Uno de los recuerdos que conservo —y atesoro— como el más poderoso es el de haber estado a hombros de alguien en la ruta 38 de Cruz del Eje —probablemente mi abuelo Florián—, mientras las increíblemente ruidosas cupecitas de algún Gran Premio paraban para el control de paso por la ciudad.

Supongo que me aterrorizaban, con el tremendo rugido de aquellos motores V8 sin silenciador —yo no podía tener entonces más de dos o tres años—. Pero aquellas fieras, sucias y abolladas, no mordían. Yo veía cómo los mayores se arremolinaban a su alrededor y las trataban como a dioses. Mientras, yo seguía a hombros, a salvo. De algún modo, creo que con eso se aseguraron mi fidelidad más rotunda. Si no me comían, quería decir entonces que me debían emocionar. Como la música. Profundamente.

Años después, dos accidentes de tráfico con mi familia, uno de ellos bastante grave, acabaron por vacunarme contra el miedo a los coches. Así que conservo el recuerdo de mucha gente de mi ciudad asociado al coche que llevaban. Y, por lo que a mí respecta, aprendí a conducir en un dos caballos a los nueve años. Imagínense, mi hermano César, con once, era mi profesor. Es natural que esa cabra fea y orejona, el Citröen 2CV, sea para mí como un perro fiel al que se recuerda y quiere para toda la vida. Tiernamente.

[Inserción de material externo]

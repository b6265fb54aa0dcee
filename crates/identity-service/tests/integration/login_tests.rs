//! E2E tests for password login.
//!
//! Wrong password, unknown handle and wrong kind all answer the same way.

use identity_service::models::ActorKind;
use identity_test_utils::assertions::TokenAssertions;
use identity_test_utils::builders::ActorDraftBuilder;
use identity_test_utils::server_harness::TestIdentityServer;
use identity_test_utils::test_ids::TEST_PASSWORD;
use reqwest::StatusCode;
use serde_json::{json, Value};

async fn login(
    server: &TestIdentityServer,
    segment: &str,
    user_login: &str,
    password: &str,
) -> Result<reqwest::Response, anyhow::Error> {
    Ok(server
        .client()
        .post(server.api(&format!("/api/v1/auth/{}/login", segment)))
        .json(&json!({ "user_login": user_login, "password": password }))
        .send()
        .await?)
}

#[tokio::test]
async fn test_login_happy_path_returns_token_pair() -> Result<(), anyhow::Error> {
    // Arrange
    let server = TestIdentityServer::spawn().await?;
    let created = server
        .create_actor(ActorKind::Student, &ActorDraftBuilder::student("Ann").build())
        .await?;

    // Act
    let response = login(&server, "students", "S00001", TEST_PASSWORD).await?;

    // Assert
    assert_eq!(response.status(), StatusCode::OK);
    let body: Value = response.json().await?;
    assert_eq!(body["token_type"], "Bearer");
    assert_eq!(body["expires_in"], 3600);

    let subject = created["id"].as_str().unwrap_or_default();
    let access = body["access_token"].as_str().unwrap_or_default().to_string();
    access
        .assert_valid_jwt()
        .assert_role("student")
        .assert_token_use("access")
        .assert_for_subject(subject)
        .assert_expires_in(3600);

    let refresh = body["refresh_token"].as_str().unwrap_or_default().to_string();
    refresh
        .assert_valid_jwt()
        .assert_token_use("refresh")
        .assert_for_subject(subject);
    Ok(())
}

#[tokio::test]
async fn test_login_failures_are_indistinguishable() -> Result<(), anyhow::Error> {
    // Arrange
    let server = TestIdentityServer::spawn().await?;
    server
        .create_actor(ActorKind::Teacher, &ActorDraftBuilder::teacher("Dilnoza").build())
        .await?;

    // Act
    let wrong_password = login(&server, "teachers", "T00001", "not-the-password").await?;
    let unknown_handle = login(&server, "teachers", "T00099", TEST_PASSWORD).await?;
    let wrong_kind = login(&server, "managers", "T00001", TEST_PASSWORD).await?;

    // Assert
    let mut bodies = Vec::new();
    for response in [wrong_password, unknown_handle, wrong_kind] {
        assert_eq!(response.status(), StatusCode::UNAUTHORIZED);
        let body: Value = response.json().await?;
        bodies.push(body);
    }
    assert!(bodies.iter().all(|b| b == &bodies[0]), "Bodies differ: {:?}", bodies);
    assert_eq!(bodies[0]["error"]["code"], "INVALID_CREDENTIALS");
    Ok(())
}

#[tokio::test]
async fn test_login_after_delete_is_rejected() -> Result<(), anyhow::Error> {
    let server = TestIdentityServer::spawn().await?;
    let created = server
        .create_actor(ActorKind::Student, &ActorDraftBuilder::student("Ann").build())
        .await?;
    server
        .client()
        .delete(server.api(&format!(
            "/api/v1/actors/students/{}",
            created["id"].as_str().unwrap_or_default()
        )))
        .send()
        .await?;

    let response = login(&server, "students", "S00001", TEST_PASSWORD).await?;

    assert_eq!(response.status(), StatusCode::UNAUTHORIZED);
    Ok(())
}

#[tokio::test]
async fn test_login_missing_field_returns_400() -> Result<(), anyhow::Error> {
    let server = TestIdentityServer::spawn().await?;

    let response = server
        .client()
        .post(server.api("/api/v1/auth/students/login"))
        .json(&json!({ "user_login": "S00001" }))
        .send()
        .await?;

    assert_eq!(response.status(), StatusCode::BAD_REQUEST);
    Ok(())
}
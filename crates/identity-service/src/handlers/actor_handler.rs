//! Actor record handlers, one route set shared by all kinds.
//!
//! - `POST   /api/v1/actors/:kind`
//! - `GET    /api/v1/actors/:kind?search=&offset=&limit=`
//! - `GET    /api/v1/actors/:kind/:id`
//! - `PUT    /api/v1/actors/:kind/:id`
//! - `DELETE /api/v1/actors/:kind/:id`
//! - `GET    /api/v1/actors/:kind/:id/exists`

use super::{parse_body, parse_id, parse_kind, AppState};
use crate::errors::IdentityError;
use crate::models::{Actor, ActorList, ActorProfile, CheckResponse, NewActor};
use crate::observability::track_error;
use axum::{
    body::Bytes,
    extract::{rejection::QueryRejection, Path, Query, State},
    http::StatusCode,
    Json,
};
use common::types::ListFilter;
use std::sync::Arc;
use tracing::instrument;

#[instrument(skip_all, name = "identity.actors.create")]
pub async fn create_actor(
    State(state): State<Arc<AppState>>,
    Path(kind): Path<String>,
    body: Bytes,
) -> Result<(StatusCode, Json<Actor>), IdentityError> {
    let kind = parse_kind(&kind)?;
    let draft: NewActor = parse_body(&body)?;
    let actor = state
        .identity
        .create(kind, draft)
        .await
        .map_err(|e| track_error("create_actor", e))?;
    Ok((StatusCode::CREATED, Json(actor)))
}

#[instrument(skip_all, name = "identity.actors.list")]
pub async fn list_actors(
    State(state): State<Arc<AppState>>,
    Path(kind): Path<String>,
    filter: Result<Query<ListFilter>, QueryRejection>,
) -> Result<Json<ActorList>, IdentityError> {
    let kind = parse_kind(&kind)?;
    let Query(filter) =
        filter.map_err(|e| IdentityError::Validation(format!("Invalid query: {}", e)))?;
    let list = state
        .identity
        .get_list(kind, &filter)
        .await
        .map_err(|e| track_error("list_actors", e))?;
    Ok(Json(list))
}

#[instrument(skip_all, name = "identity.actors.get")]
pub async fn get_actor(
    State(state): State<Arc<AppState>>,
    Path((kind, id)): Path<(String, String)>,
) -> Result<Json<Actor>, IdentityError> {
    let kind = parse_kind(&kind)?;
    let id = parse_id(&id)?;
    let actor = state
        .identity
        .get_by_id(kind, id)
        .await
        .map_err(|e| track_error("get_actor", e))?;
    Ok(Json(actor))
}

#[instrument(skip_all, name = "identity.actors.update")]
pub async fn update_actor(
    State(state): State<Arc<AppState>>,
    Path((kind, id)): Path<(String, String)>,
    body: Bytes,
) -> Result<Json<Actor>, IdentityError> {
    let kind = parse_kind(&kind)?;
    let id = parse_id(&id)?;
    let profile: ActorProfile = parse_body(&body)?;
    let actor = state
        .identity
        .update(kind, id, profile)
        .await
        .map_err(|e| track_error("update_actor", e))?;
    Ok(Json(actor))
}

#[instrument(skip_all, name = "identity.actors.delete")]
pub async fn delete_actor(
    State(state): State<Arc<AppState>>,
    Path((kind, id)): Path<(String, String)>,
) -> Result<StatusCode, IdentityError> {
    let kind = parse_kind(&kind)?;
    let id = parse_id(&id)?;
    state
        .identity
        .delete(kind, id)
        .await
        .map_err(|e| track_error("delete_actor", e))?;
    Ok(StatusCode::NO_CONTENT)
}

#[instrument(skip_all, name = "identity.actors.exists")]
pub async fn check_actor(
    State(state): State<Arc<AppState>>,
    Path((kind, id)): Path<(String, String)>,
) -> Result<Json<CheckResponse>, IdentityError> {
    let kind = parse_kind(&kind)?;
    let id = parse_id(&id)?;
    let check = state
        .identity
        .check(kind, id)
        .await
        .map_err(|e| track_error("check_actor", e))?;
    Ok(Json(CheckResponse { check }))
}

Como adolescente aficionado, colaboré en la Organización de rallyes y eventos en Escudería Carballiño y Escudería Ourense muchos años. Algo mayor, fui tesorero de la Federación Galega y —cómo no— corrí en rallies en Andalucía, celebrando mis treinta años. Cubría para Onda Cero el perdido —que no enterrado— Rallye de la Comarca de Antequera, en tres de sus ediciones.

Asimismo, fue un lujo que me invitaran a estar en el podio cuando el Dakar pasó por Antequera, entrevistando a mis idolatrados Serviá, Kankkunnen, Vatanen o Schlesser.

Hasta el dibujo que ven en la portada es mío y cuelga de la pared de mi casa desde hace veinte años. En fin. Se trata, como ven, de una pasión que nunca perdí y ojalá nunca pierda.

Solamente me faltaba abordar el tema como cuentacuentos.

Quisiera que éste fuera mi homenaje rendido al automovilismo, a cuyo altar asistieron parroquianos destacados como Juan Manuel Fangio. O escritores como Roberto Baricco, que ya lo han hecho con más éxito que este profe de inglés.

No voy a hacerles perder más tiempo, contándoles cosas de Fangio u otros pilotos. Pero sí encontrarán algún párrafo que otro donde intento volcar mi devoción hacia él y hacia su aportación al dominio de nuestros caballos del siglo veinte.

Pero también Fangio como persona. Aunque él nunca lo quiso —era de una modestia absoluta— el rey Fangio tuvo por supuesto sus caballeros de la redonda. Y todos ellos se encaminaron en busca de algún grial raro, aún sin encontrar ni forma definida. Hablo en serio. Eran carreras de diez mil kilómetros en los años cuarenta del siglo pasado. El Dakar actual —en Argentina, por cierto— no llega a los nueve mil, setenta años después.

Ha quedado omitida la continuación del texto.